Les deux premières journées de la mission, nous avons assisté à plusieurs présentations, passant de salles de réunion sans lumière naturelle à des espaces événementiels aux immenses murs fenestrés donnant sur la mer. De nombreux intervenants (chambre de commerce, agences gouvernementales, investisseurs) nous ont alimentés autant de statistiques démontrant le formidable succès d’Israël, que de quantité de fruits frais, dattes, noix et pâtisseries irrésistibles…
Ces présentations nous ont instruites sur le positionnement d’Israël, la Startup Nation :
7e rang au classement mondial des écosystèmes startups
97 licornes y sont nées
Le secteur haute technologie génère 54% des exportations
Il y aurait entre 6 500 à 9 000 startups israéliennes (selon les interlocuteurs)
Les éléments de succès de l’écosystème
Le « chutzpah » : une audace et une confiance extrême en soi des Israéliens
L’échec est ici bien accepté et même valorisé
Le parcours de vie des jeunes Israéliens et Israéliennes passe par le service militaire où on apprend très jeune le leadership et à avoir de grandes responsabilités. L’armée est aussi là où on se crée un réseau pour la vie et on développe des connaissances de pointe dans les unités d’élite, ou les unités technologiques et de cyber-sécurité.
L’apport d’immigrants, en particulier des ingénieurs et mathématiciens russes arrivés en grand nombre lors de l’effondrement de l’URSS
Les quelques 500 multinationales qui y ont ouvert un centre de recherche
Un accès privilégié au marché américain grâce aux relations avec l’importante communauté juive
Un sentiment de n’avoir rien à perdre et la nécessité d’innover pour la sécurité géopolitique et alimentaire.

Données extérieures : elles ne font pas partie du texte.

//! Product repository for catalog database operations.

use sqlx::SqlitePool;

use lakkeriet_core::{ProductId, StockCode};

use super::RepositoryError;
use crate::models::product::{NewProduct, Product};

/// Database row for a product.
#[derive(sqlx::FromRow)]
struct ProductRow {
    id: i64,
    sku: String,
    ean: Option<String>,
    name: String,
    description_no: String,
    description_en: String,
    category: Option<String>,
    weight: f64,
    quantity_on_hand: i64,
    price: f64,
    tax_rate: f64,
    brand: Option<String>,
    image_url: Option<String>,
}

impl TryFrom<ProductRow> for Product {
    type Error = RepositoryError;

    fn try_from(row: ProductRow) -> Result<Self, Self::Error> {
        let sku = StockCode::parse(&row.sku).map_err(|e| {
            RepositoryError::DataCorruption(format!("invalid stock code in database: {e}"))
        })?;

        Ok(Self {
            id: ProductId::new(row.id),
            sku,
            ean: row.ean,
            name: row.name,
            description_no: row.description_no,
            description_en: row.description_en,
            category: row.category,
            weight: row.weight,
            quantity_on_hand: row.quantity_on_hand,
            price: row.price,
            tax_rate: row.tax_rate,
            brand: row.brand,
            image_url: row.image_url,
        })
    }
}

const PRODUCT_COLUMNS: &str = "id, sku, ean, name, description_no, description_en, category, \
                               weight, quantity_on_hand, price, tax_rate, brand, image_url";

/// Repository for product database operations.
pub struct ProductRepository<'a> {
    pool: &'a SqlitePool,
}

impl<'a> ProductRepository<'a> {
    /// Create a new product repository.
    #[must_use]
    pub const fn new(pool: &'a SqlitePool) -> Self {
        Self { pool }
    }

    /// Get a product by its ID.
    ///
    /// # Errors
    ///
    /// Returns `RepositoryError::Database` if the query fails.
    pub async fn get_by_id(&self, id: ProductId) -> Result<Option<Product>, RepositoryError> {
        let row = sqlx::query_as::<_, ProductRow>(&format!(
            "SELECT {PRODUCT_COLUMNS} FROM products WHERE id = ?"
        ))
        .bind(id.as_i64())
        .fetch_optional(self.pool)
        .await?;

        row.map(Product::try_from).transpose()
    }

    /// Get a product by its stock code.
    ///
    /// Returns `None` when absent; callers use this for existence checks.
    ///
    /// # Errors
    ///
    /// Returns `RepositoryError::Database` if the query fails.
    pub async fn get_by_sku(&self, sku: &StockCode) -> Result<Option<Product>, RepositoryError> {
        let row = sqlx::query_as::<_, ProductRow>(&format!(
            "SELECT {PRODUCT_COLUMNS} FROM products WHERE sku = ?"
        ))
        .bind(sku.as_str())
        .fetch_optional(self.pool)
        .await?;

        row.map(Product::try_from).transpose()
    }

    /// Fetch the products for a set of IDs, in ascending ID order.
    ///
    /// IDs with no matching row are simply absent from the result; the
    /// caller decides what a missing product means.
    ///
    /// # Errors
    ///
    /// Returns `RepositoryError::Database` if the query fails.
    pub async fn get_many(&self, ids: &[ProductId]) -> Result<Vec<Product>, RepositoryError> {
        if ids.is_empty() {
            return Ok(Vec::new());
        }

        let placeholders = vec!["?"; ids.len()].join(", ");
        let sql = format!(
            "SELECT {PRODUCT_COLUMNS} FROM products WHERE id IN ({placeholders}) ORDER BY id"
        );

        let mut query = sqlx::query_as::<_, ProductRow>(&sql);
        for id in ids {
            query = query.bind(id.as_i64());
        }

        let rows = query.fetch_all(self.pool).await?;
        rows.into_iter().map(Product::try_from).collect()
    }

    /// List products, optionally restricted to one category.
    ///
    /// The category filter is a case-sensitive exact match. Results come
    /// back in ascending ID order.
    ///
    /// # Errors
    ///
    /// Returns `RepositoryError::Database` if the query fails.
    pub async fn list(&self, category: Option<&str>) -> Result<Vec<Product>, RepositoryError> {
        let rows = match category {
            Some(category) => {
                sqlx::query_as::<_, ProductRow>(&format!(
                    "SELECT {PRODUCT_COLUMNS} FROM products WHERE category = ? ORDER BY id"
                ))
                .bind(category)
                .fetch_all(self.pool)
                .await?
            }
            None => {
                sqlx::query_as::<_, ProductRow>(&format!(
                    "SELECT {PRODUCT_COLUMNS} FROM products ORDER BY id"
                ))
                .fetch_all(self.pool)
                .await?
            }
        };

        rows.into_iter().map(Product::try_from).collect()
    }

    /// Distinct non-empty categories, sorted.
    ///
    /// # Errors
    ///
    /// Returns `RepositoryError::Database` if the query fails.
    pub async fn distinct_categories(&self) -> Result<Vec<String>, RepositoryError> {
        let categories = sqlx::query_scalar::<_, String>(
            "SELECT DISTINCT category FROM products \
             WHERE category IS NOT NULL AND category != '' \
             ORDER BY category",
        )
        .fetch_all(self.pool)
        .await?;

        Ok(categories)
    }

    /// Insert a new product.
    ///
    /// # Errors
    ///
    /// Returns `RepositoryError::Conflict` if the sku already exists.
    /// Returns `RepositoryError::Database` for other database errors.
    pub async fn create(&self, product: &NewProduct) -> Result<Product, RepositoryError> {
        let id = sqlx::query_scalar::<_, i64>(
            "INSERT INTO products \
             (sku, ean, name, description_no, description_en, category, weight, \
              quantity_on_hand, price, tax_rate, brand, image_url) \
             VALUES (?, ?, ?, ?, ?, ?, ?, ?, ?, ?, ?, ?) \
             RETURNING id",
        )
        .bind(product.sku.as_str())
        .bind(&product.ean)
        .bind(&product.name)
        .bind(&product.description_no)
        .bind(&product.description_en)
        .bind(&product.category)
        .bind(product.weight)
        .bind(product.quantity_on_hand)
        .bind(product.price)
        .bind(product.tax_rate)
        .bind(&product.brand)
        .bind(&product.image_url)
        .fetch_one(self.pool)
        .await
        .map_err(|e| {
            if let sqlx::Error::Database(ref db_err) = e
                && db_err.is_unique_violation()
            {
                return RepositoryError::Conflict("sku already exists".to_owned());
            }
            RepositoryError::Database(e)
        })?;

        self.get_by_id(ProductId::new(id))
            .await?
            .ok_or(RepositoryError::NotFound)
    }

    /// Fully replace a product's fields by ID.
    ///
    /// # Errors
    ///
    /// Returns `RepositoryError::NotFound` if the product doesn't exist.
    /// Returns `RepositoryError::Conflict` if the new sku collides.
    /// Returns `RepositoryError::Database` for other database errors.
    pub async fn update(
        &self,
        id: ProductId,
        product: &NewProduct,
    ) -> Result<(), RepositoryError> {
        let result = sqlx::query(
            "UPDATE products SET \
             sku = ?, ean = ?, name = ?, description_no = ?, description_en = ?, \
             category = ?, weight = ?, quantity_on_hand = ?, price = ?, tax_rate = ?, \
             brand = ?, image_url = ? \
             WHERE id = ?",
        )
        .bind(product.sku.as_str())
        .bind(&product.ean)
        .bind(&product.name)
        .bind(&product.description_no)
        .bind(&product.description_en)
        .bind(&product.category)
        .bind(product.weight)
        .bind(product.quantity_on_hand)
        .bind(product.price)
        .bind(product.tax_rate)
        .bind(&product.brand)
        .bind(&product.image_url)
        .bind(id.as_i64())
        .execute(self.pool)
        .await
        .map_err(|e| {
            if let sqlx::Error::Database(ref db_err) = e
                && db_err.is_unique_violation()
            {
                return RepositoryError::Conflict("sku already exists".to_owned());
            }
            RepositoryError::Database(e)
        })?;

        if result.rows_affected() == 0 {
            return Err(RepositoryError::NotFound);
        }

        Ok(())
    }

    /// Delete a product by ID.
    ///
    /// # Returns
    ///
    /// Returns `true` if the product was deleted, `false` if it didn't exist.
    ///
    /// # Errors
    ///
    /// Returns `RepositoryError::Database` if the query fails.
    pub async fn delete(&self, id: ProductId) -> Result<bool, RepositoryError> {
        let result = sqlx::query("DELETE FROM products WHERE id = ?")
            .bind(id.as_i64())
            .execute(self.pool)
            .await?;

        Ok(result.rows_affected() > 0)
    }

    /// Upsert a batch of products by stock code inside one transaction.
    ///
    /// An existing row with the same sku is fully replaced, otherwise a new
    /// product is inserted. Either the whole batch commits or none of it
    /// does.
    ///
    /// # Errors
    ///
    /// Returns `RepositoryError::Database` if any statement fails; the
    /// transaction is rolled back and no rows are visible.
    pub async fn upsert_batch(&self, products: &[NewProduct]) -> Result<usize, RepositoryError> {
        let mut tx = self.pool.begin().await?;

        for product in products {
            let existing = sqlx::query_scalar::<_, i64>("SELECT id FROM products WHERE sku = ?")
                .bind(product.sku.as_str())
                .fetch_optional(&mut *tx)
                .await?;

            match existing {
                Some(id) => {
                    sqlx::query(
                        "UPDATE products SET \
                         sku = ?, ean = ?, name = ?, description_no = ?, description_en = ?, \
                         category = ?, weight = ?, quantity_on_hand = ?, price = ?, \
                         tax_rate = ?, brand = ?, image_url = ? \
                         WHERE id = ?",
                    )
                    .bind(product.sku.as_str())
                    .bind(&product.ean)
                    .bind(&product.name)
                    .bind(&product.description_no)
                    .bind(&product.description_en)
                    .bind(&product.category)
                    .bind(product.weight)
                    .bind(product.quantity_on_hand)
                    .bind(product.price)
                    .bind(product.tax_rate)
                    .bind(&product.brand)
                    .bind(&product.image_url)
                    .bind(id)
                    .execute(&mut *tx)
                    .await?;
                }
                None => {
                    sqlx::query(
                        "INSERT INTO products \
                         (sku, ean, name, description_no, description_en, category, weight, \
                          quantity_on_hand, price, tax_rate, brand, image_url) \
                         VALUES (?, ?, ?, ?, ?, ?, ?, ?, ?, ?, ?, ?)",
                    )
                    .bind(product.sku.as_str())
                    .bind(&product.ean)
                    .bind(&product.name)
                    .bind(&product.description_no)
                    .bind(&product.description_en)
                    .bind(&product.category)
                    .bind(product.weight)
                    .bind(product.quantity_on_hand)
                    .bind(product.price)
                    .bind(product.tax_rate)
                    .bind(&product.brand)
                    .bind(&product.image_url)
                    .execute(&mut *tx)
                    .await?;
                }
            }
        }

        tx.commit().await?;

        Ok(products.len())
    }
}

Notre mission en parallèle
On retire beaucoup plus d’une mission commerciale en groupe lorsqu’on prévoit y ajouter soi-même des rencontres individuelles en parallèle. Le FOMO aidant, nous avons profité de la convergence des acteurs de l’écosystème startup à l’événement « Our crowd Global Investor Summit » à Jérusalem pour confirmer un ambitieux agenda de rencontres. Our crowd est une formidable plateforme de financement participatif investissant dans les startups avec une prise de participation, lancée il y a 10 ans en Israël. Elle a maintenant 200 000 membres qui investissent de 10 000$ à 50 000$ minimum. Au total, 2 milliards de dollars américain ont ainsi été confirmés. L’événement rassemble plusieurs de ces investisseurs et met en lumière des startups à la recherche de financement. Sur le coin d’une table située stratégiquement à deux pas d’un buffet qu’une équipe regarnissait infatigablement, nous avons tenu salon en plein cœur d’une foule changeante d’affamés. Ironiquement, nous n’avons jamais eu le temps de manger.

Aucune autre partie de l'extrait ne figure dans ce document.